Prior to the study, patient gave written consent to the examination and biopsy after having been informed about the procedure.

BCC was first described in the year 1827 by Jacob [1]. The Basal cell carcinoma is a common malignant neoplasm of the skin, accounting for 75% of all the non-melanoma skin cancers. Pigmented basal cell carcinoma is a clinical and a histological variant of BCC which is characterized by brown or black pigmentation, comprising of 6% of total BCCs [2]. The tumor predominantly occurs on the sun-exposed areas of the skin. It is relatively rare in dark-skinned individuals. Head and neck is the most common site seen in about 85% of the patients. In the remaining 15%, the tumor develops on the shoulder, back or chest. BCC is the most important malignant tumor involving the lower eyelid and as at other sites, exposure to sunlight is an important risk factor [3].

Ultraviolet (UV) radiation induces mutations in certain genes such as p53 gene for BCC and squamous cell carcinoma (SCC) and the patched (PTCH1) gene for BCC. It also causes alteration in substitution of the base at di-pyrimidine sites and induces inflammation via cyclooxygenase-2 pathway [4]. The other risk factors include exposure to ionizing radiations, arsenic and coal tar derivatives [5].

BCC is derived from the basaloid epithelium located in the follicular bulges, anagen hair bulbs and the follicular matrix cells. In adults, the cell of origin is believed to be pluripotent progenitor epithelial cells, resulting in diversity of histological patterns of BCC [6].

The clinical picture of BCC is variable. It can present as a papulonodular lesion with pearly translucent edge, as a plaque with variable pigmentation, as an ulcerated destructive lesion (rodent ulcer), an erythematous plaque or a cystic nodule. Aggressive tumors are larger with more frequent ulceration and can be locally destructive [7].

Histopathologically, BCCs share the following common features – predominant cell type is basaloid, with specialized stroma, predominant palisading of the lesional nucWlei and clefting artefact between epithelium and the stroma. Various morphological and histological subtypes have been defined. These include nodular (solid), micronodular, cystic, superficial (superficial multifocal), pigmented, adenoid, infiltrating, sclerosing, keratotic, infundibulo-cystic, metatypical, basosquamous and fibroepitheliomatous. The most common variant is nodular type, characterized by nodular masses of basaloid cells extending into the dermis. The tumor cells resemble those of basal layer of the epidermis, having relatively small amount of cytoplasm. The nuclei of the tumor cells are compact, darkly staining and closely set. The cytoplasm stains poorly and cell margins are indistinct. The characteristic feature is peritumoral lacunae or retraction clefts. Pigmented BCC is a variant of BCC showing increased melanin pigments which are produced by benign melanocytes colonizing the tumor [8]. Functional melanocytes are scattered throughtout the islands of tumors, with numerous melanophages in the stroma.
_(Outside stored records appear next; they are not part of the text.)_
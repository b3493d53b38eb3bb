pub mod types;
pub mod instruments;
pub mod sources;
pub mod normalizers;
pub mod aggregators;
pub mod cache;
pub mod calendar;
pub mod settings;

pub use types::*;
pub use instruments::{Instrument, InstrumentClass};
pub use sources::alpha_vantage::AlphaVantageClient;
pub use sources::cftc::CftcClient;
pub use sources::exchange_rate::ExchangeRateApiClient;
pub use sources::placeholder::{PlaceholderCot, PlaceholderGenerator, PlaceholderQuotes};
pub use calendar::{CalendarFilter, CalendarGenerator};
pub use settings::Settings;

use chrono::{DateTime, Duration as ChronoDuration, Utc};
use std::collections::HashMap;
use std::sync::Arc;
use std::time::Duration;
use tokio::sync::RwLock;
use tracing::{debug, info, warn};

/// Quotes fetched more recently than this are served from memory
const QUOTE_TTL_SECONDS: i64 = 30;

/// Default bound on any single provider call
pub const DEFAULT_PROVIDER_TIMEOUT: Duration = Duration::from_secs(5);

/// Run a provider call under a timeout, mapping expiry to `MarketDataError::Timeout`
pub async fn with_timeout<T>(
    provider: &str,
    limit: Duration,
    fut: impl std::future::Future<Output = Result<T>>,
) -> Result<T> {
    match tokio::time::timeout(limit, fut).await {
        Ok(result) => result,
        Err(_) => Err(MarketDataError::Timeout {
            provider: provider.to_string(),
            millis: limit.as_millis() as u64,
        }),
    }
}

#[derive(Clone)]
struct CachedQuote {
    quote: Quote,
    fetched_at: DateTime<Utc>,
}

/// Ordered-fallback quote aggregator
///
/// Sources are tried in the order they were added. Each call is bounded by the
/// provider timeout; whatever is still missing afterwards is filled from the
/// placeholder generator, so callers always get one quote per instrument.
pub struct QuoteAggregator {
    sources: Vec<Arc<dyn QuoteSource>>,
    placeholder: PlaceholderQuotes,
    timeout: Duration,
    cache: Option<cache::RedisCache>,
    latest_quotes: Arc<RwLock<HashMap<Instrument, CachedQuote>>>,
}

impl QuoteAggregator {
    pub fn new(placeholder: PlaceholderQuotes) -> Self {
        Self {
            sources: Vec::new(),
            placeholder,
            timeout: DEFAULT_PROVIDER_TIMEOUT,
            cache: None,
            latest_quotes: Arc::new(RwLock::new(HashMap::new())),
        }
    }

    pub fn add_source(&mut self, source: Arc<dyn QuoteSource>) {
        self.sources.push(source);
    }

    pub fn with_timeout(mut self, timeout: Duration) -> Self {
        self.timeout = timeout;
        self
    }

    pub fn with_cache(mut self, cache: cache::RedisCache) -> Self {
        self.cache = Some(cache);
        self
    }

    pub fn source_names(&self) -> Vec<String> {
        self.sources.iter().map(|s| s.name().to_string()).collect()
    }

    /// Quotes from real providers only. Fails if no provider returned anything.
    pub async fn fetch_live(&self, instruments: &[Instrument]) -> Result<Vec<Quote>> {
        let mut merged: HashMap<Instrument, Quote> = HashMap::new();

        // Memory first
        {
            let now = Utc::now();
            let ttl = ChronoDuration::seconds(QUOTE_TTL_SECONDS);
            let latest = self.latest_quotes.read().await;
            for inst in instruments {
                if let Some(cached) = latest.get(inst) {
                    if now - cached.fetched_at < ttl {
                        merged.insert(*inst, cached.quote.clone());
                    }
                }
            }
        }

        // Then the shared cache
        if let Some(ref cache) = self.cache {
            for inst in aggregators::missing(instruments, &merged) {
                match cache.get_quote(inst).await {
                    Ok(Some(q)) => {
                        merged.insert(inst, q);
                    }
                    Ok(None) => {}
                    Err(e) => debug!("Quote cache miss for {}: {}", inst, e),
                }
            }
        }

        let mut fetched = Vec::new();
        for source in &self.sources {
            let wanted = aggregators::missing(instruments, &merged);
            if wanted.is_empty() {
                break;
            }

            match with_timeout(source.name(), self.timeout, source.get_quotes(&wanted)).await {
                Ok(batch) => {
                    fetched.extend(
                        batch
                            .iter()
                            .filter(|q| normalizers::validate_quote(q).is_ok())
                            .cloned(),
                    );
                    let added = aggregators::merge_batch(&mut merged, batch);
                    debug!("{} supplied {} of {} quotes", source.name(), added, wanted.len());
                }
                Err(e) => warn!("Quote source {} unavailable: {}", source.name(), e),
            }
        }

        if merged.is_empty() {
            return Err(MarketDataError::SourceUnhealthy(
                "All quote sources failed".to_string(),
            ));
        }

        self.remember(&fetched).await;
        Ok(aggregators::in_request_order(instruments, merged))
    }

    /// One quote per instrument; providers first, placeholders for the rest
    pub async fn get_quotes(&self, instruments: &[Instrument]) -> Vec<Quote> {
        let live = match self.fetch_live(instruments).await {
            Ok(quotes) => quotes,
            Err(e) => {
                warn!("Using placeholder quotes for all {} instruments: {}", instruments.len(), e);
                Vec::new()
            }
        };

        let mut merged: HashMap<Instrument, Quote> =
            live.into_iter().map(|q| (q.instrument, q)).collect();
        let gaps = aggregators::missing(instruments, &merged);
        if !gaps.is_empty() && !merged.is_empty() {
            info!("Filling {} instruments with placeholder quotes", gaps.len());
        }
        for inst in gaps {
            merged.insert(inst, self.placeholder.quote(inst));
        }

        aggregators::in_request_order(instruments, merged)
    }

    /// Quote for a single instrument (never fails)
    pub async fn get_quote(&self, instrument: Instrument) -> Quote {
        self.get_quotes(&[instrument])
            .await
            .pop()
            .unwrap_or_else(|| self.placeholder.quote(instrument))
    }

    async fn remember(&self, quotes: &[Quote]) {
        if quotes.is_empty() {
            return;
        }
        let now = Utc::now();
        {
            let mut latest = self.latest_quotes.write().await;
            for q in quotes {
                latest.insert(
                    q.instrument,
                    CachedQuote {
                        quote: q.clone(),
                        fetched_at: now,
                    },
                );
            }
        }

        if let Some(ref cache) = self.cache {
            for q in quotes {
                if let Err(e) = cache.set_quote(q).await {
                    debug!("Failed to cache quote for {}: {}", q.instrument, e);
                }
            }
        }
    }

    /// Get health status of all sources
    pub async fn health_check(&self) -> Vec<SourceHealth> {
        let mut healths = Vec::with_capacity(self.sources.len() + 1);
        for source in &self.sources {
            healths.push(source.health().await);
        }
        healths.push(self.placeholder.health().await);
        healths
    }
}

/// COT history with timeout and placeholder fallback
pub struct CotService {
    source: Option<Arc<dyn CotSource>>,
    placeholder: PlaceholderCot,
    timeout: Duration,
    cache: Option<cache::RedisCache>,
}

impl CotService {
    pub fn new(placeholder: PlaceholderCot) -> Self {
        Self {
            source: None,
            placeholder,
            timeout: DEFAULT_PROVIDER_TIMEOUT,
            cache: None,
        }
    }

    pub fn with_source(mut self, source: Arc<dyn CotSource>) -> Self {
        self.source = Some(source);
        self
    }

    pub fn with_timeout(mut self, timeout: Duration) -> Self {
        self.timeout = timeout;
        self
    }

    pub fn with_cache(mut self, cache: cache::RedisCache) -> Self {
        self.cache = Some(cache);
        self
    }

    /// History from the real source only
    pub async fn fetch(&self, currency: &str) -> Result<CotHistory> {
        let source = self
            .source
            .as_ref()
            .ok_or_else(|| MarketDataError::SourceUnhealthy("No COT source configured".to_string()))?;

        if let Some(ref cache) = self.cache {
            if let Ok(Some(cached)) = cache.get_cot(currency).await {
                return Ok(cached);
            }
        }

        let history = with_timeout(source.name(), self.timeout, source.get_history(currency)).await?;

        if let Some(ref cache) = self.cache {
            if let Err(e) = cache.set_cot(&history).await {
                debug!("Failed to cache COT for {}: {}", currency, e);
            }
        }
        Ok(history)
    }

    /// History for a currency; placeholder data if the source fails
    pub async fn history(&self, currency: &str) -> CotHistory {
        match self.fetch(currency).await {
            Ok(h) => h,
            Err(e) => {
                warn!("Using placeholder COT for {}: {}", currency, e);
                self.placeholder.history(currency)
            }
        }
    }

    /// Net speculative positioning of a currency in percentage points.
    ///
    /// Currencies without a COT market count as flat rather than being invented.
    pub async fn net_positioning(&self, currency: &str) -> f64 {
        if self.source.is_some() && !CftcClient::supports(currency) {
            return 0.0;
        }
        self.history(currency).await.latest_net_percent().unwrap_or(0.0)
    }

    /// Positioning bias of a pair: base currency net minus quote currency net,
    /// clamped to -100..=100
    pub async fn pair_bias(&self, instrument: Instrument) -> f64 {
        let (base, quote) = futures::join!(
            self.net_positioning(instrument.base()),
            self.net_positioning(instrument.quote())
        );
        (base - quote).clamp(-100.0, 100.0)
    }
}

/// List of supported symbols by class
#[derive(Debug, Clone, serde::Serialize)]
pub struct SupportedInstruments {
    pub majors: Vec<Instrument>,
    pub minors: Vec<Instrument>,
    pub exotics: Vec<Instrument>,
    pub metals: Vec<Instrument>,
}

impl SupportedInstruments {
    pub fn from_catalog() -> Self {
        let all = Instrument::all();
        let of = |class: InstrumentClass| {
            all.iter()
                .filter(|i| i.class() == class)
                .copied()
                .collect::<Vec<_>>()
        };
        Self {
            majors: of(InstrumentClass::Major),
            minors: of(InstrumentClass::Minor),
            exotics: of(InstrumentClass::Exotic),
            metals: of(InstrumentClass::Metal),
        }
    }
}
There are melanosomes complexes in the tumor cells, as a result of repeated phagocytosis of melanosome containing tumor cells that have undergone apoptosis.

The primary treatment option for BCC is excision with atleast 3-6mm margins for small and well delineated tumors, as this achieves satisfactory tumor clearance of about 84.9%. Surgical defects are repaired with primary closure, grafts, flaps or left to heal by secondary intention [9].

The other modalities of treatment include curettage and electrodessication, radiotherapy, Mohs’ micrographic surgery (highest cure rate and greater tissue conservation), cryosurgery, photodynamic therapy and interferons. The topical modalities for low risk BCCs include 5-fluorouracil and imiquimod creams. Also, the patient should be advised regarding sunprotection, protective clothing and regular sunscreens [4].

BCC is the most common non-melanoma skin cancer in the world. Though, pigmented BCC is the rare variant, it is becoming increasingly common in Asian population. UV radiation is the most important preventable risk factor for BCC. With increasing awareness and advent of newer treatment modalities, better cosmetic outcome with improved survival are expected.